As I mentioned in update 6, I’ve been spending the last few weeks doing some much-needed refactoring. Here’s an update on the progress:

Elm troubles

It’s become more clear that Elm isn’t working out very well as a tech choice for the Unison editor. I’ve started to consider use of Elm a placeholder until I decide on a replacement (or until Elm improves to where it is usable for my purposes). Maybe I’ll do a longer experience report later, but to summarize:

How to define “usability”?

This got me thinking about the concept of usability of various tech tools like programming languages.

Here is a question: is a three-note keyboard more usable than a piano or a cello? On the one hand, there’s less to learn; on the other hand, if a piece of music calls for a piano or cello, a three-note keyboard is not going to be usable at all!
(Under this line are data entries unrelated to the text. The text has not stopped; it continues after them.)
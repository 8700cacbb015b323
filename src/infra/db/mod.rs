//! Book storage backends and the selector that opens exactly one of them.

mod datastore;
mod memory;
mod mongo;
mod mysql;

pub use datastore::{DatastoreBookDatabase, DatastoreEndpoint};
pub use memory::MemoryBookDatabase;
pub use mongo::MongoBookDatabase;
pub use mysql::{CLOUD_SQL_SOCKET_DIR, MySqlBookDatabase, MySqlTarget, map_sqlx_error};

use std::{path::Path, sync::Arc};

use async_trait::async_trait;
use tracing::info;

use crate::application::repos::BookDatabase;
use crate::config::{
    DatabaseBackend, DatastoreSettings, GcpSettings, MongoSettings, MySqlSettings, RuntimeEnv,
};
use crate::infra::error::InfraError;
use crate::infra::gcp::{AccessTokens, DATASTORE_SCOPE};

/// Constructs one kind of backend. [`open_database`] calls exactly one method per startup.
#[async_trait]
pub trait BackendFactory: Send + Sync {
    async fn memory(&self) -> Result<Arc<dyn BookDatabase>, InfraError>;

    async fn mysql(
        &self,
        settings: &MySqlSettings,
        target: MySqlTarget,
    ) -> Result<Arc<dyn BookDatabase>, InfraError>;

    async fn mongo(&self, settings: &MongoSettings) -> Result<Arc<dyn BookDatabase>, InfraError>;

    async fn datastore(
        &self,
        settings: &DatastoreSettings,
        credentials: Option<&Path>,
        emulator_host: Option<&str>,
    ) -> Result<Arc<dyn BookDatabase>, InfraError>;
}

/// Factory that connects to the real services.
#[derive(Debug, Default, Clone, Copy)]
pub struct CloudBackends;

#[async_trait]
impl BackendFactory for CloudBackends {
    async fn memory(&self) -> Result<Arc<dyn BookDatabase>, InfraError> {
        Ok(Arc::new(MemoryBookDatabase::new()))
    }

    async fn mysql(
        &self,
        settings: &MySqlSettings,
        target: MySqlTarget,
    ) -> Result<Arc<dyn BookDatabase>, InfraError> {
        let db = MySqlBookDatabase::connect(settings, &target)
            .await
            .map_err(|err| InfraError::database(format!("mysql ({target:?}): {err}")))?;
        Ok(Arc::new(db))
    }

    async fn mongo(&self, settings: &MongoSettings) -> Result<Arc<dyn BookDatabase>, InfraError> {
        let db = MongoBookDatabase::connect(settings)
            .await
            .map_err(|err| InfraError::database(format!("mongo ({}): {err}", settings.address)))?;
        Ok(Arc::new(db))
    }

    async fn datastore(
        &self,
        settings: &DatastoreSettings,
        credentials: Option<&Path>,
        emulator_host: Option<&str>,
    ) -> Result<Arc<dyn BookDatabase>, InfraError> {
        let http = reqwest::Client::new();
        let db = match emulator_host {
            Some(host) => DatastoreBookDatabase::new(
                http,
                DatastoreEndpoint::emulator(host),
                &settings.project_id,
                None,
            ),
            None => {
                let tokens = AccessTokens::open(&[DATASTORE_SCOPE], credentials).await?;
                DatastoreBookDatabase::new(
                    http,
                    DatastoreEndpoint::production(),
                    &settings.project_id,
                    Some(tokens),
                )
            }
        };
        Ok(Arc::new(db))
    }
}

/// Open the configured backend. Only the selected arm of the factory is invoked.
pub async fn open_database(
    backend: &DatabaseBackend,
    env: &RuntimeEnv,
    gcp: &GcpSettings,
    factory: &dyn BackendFactory,
) -> Result<Arc<dyn BookDatabase>, InfraError> {
    let db = match backend {
        DatabaseBackend::Memory => factory.memory().await?,
        DatabaseBackend::MySql(settings) => {
            let target = MySqlTarget::resolve(settings, env.is_production());
            info!(
                target: "bookshelf::startup",
                production = env.is_production(),
                ?target,
                "connecting to mysql"
            );
            factory.mysql(settings, target).await?
        }
        DatabaseBackend::Mongo(settings) => factory.mongo(settings).await?,
        DatabaseBackend::Datastore(settings) => {
            factory
                .datastore(
                    settings,
                    gcp.credentials_file.as_deref(),
                    env.datastore_emulator_host(),
                )
                .await?
        }
    };

    if db.backend() != backend.kind() {
        return Err(InfraError::configuration(format!(
            "factory returned a {} handle for the {} backend",
            db.backend(),
            backend.kind()
        )));
    }

    Ok(db)
}

#[cfg(test)]
mod tests {
    use super::*;
    use crate::application::repos::BackendKind;
    use crate::config::DATASTORE_EMULATOR_HOST_VAR;

    fn datastore() -> DatabaseBackend {
        DatabaseBackend::Datastore(DatastoreSettings {
            project_id: "bookshelf-project".to_string(),
        })
    }

    #[tokio::test]
    async fn datastore_emulator_needs_no_credentials() {
        let env = RuntimeEnv::from_vars([(DATASTORE_EMULATOR_HOST_VAR, "localhost:8081")]);
        let db = open_database(&datastore(), &env, &GcpSettings::default(), &CloudBackends)
            .await
            .expect("emulator backend");
        assert_eq!(db.backend(), BackendKind::Datastore);
    }

    #[tokio::test]
    async fn datastore_key_file_errors_are_credentials_errors() {
        let gcp = GcpSettings {
            credentials_file: Some("/nonexistent/key.json".into()),
        };
        let err = open_database(&datastore(), &RuntimeEnv::default(), &gcp, &CloudBackends)
            .await
            .err()
            .expect("missing key file");
        assert!(matches!(err, InfraError::Credentials { .. }));
    }
}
At the same time, let’s consider the cello. Perhaps we could lessen the learning curve of cello by adding frets… but this comes at a cost of limiting vibrato, which is part of what makes the cello (or any bowed instrument) sound so beautiful! All right then, how about at least adding visual markers where the frets would be? That can only help, right? Not necessarily. Markers might lead learners to rely on visual cues, rather than (more rapid, accurate, scalable) use of the ear and muscle memory… but on the other hand, if a cello learner is temporarily aided by use of visual markers, and this helps them to persist in learning until they no longer need them, who can say that’s a bad thing?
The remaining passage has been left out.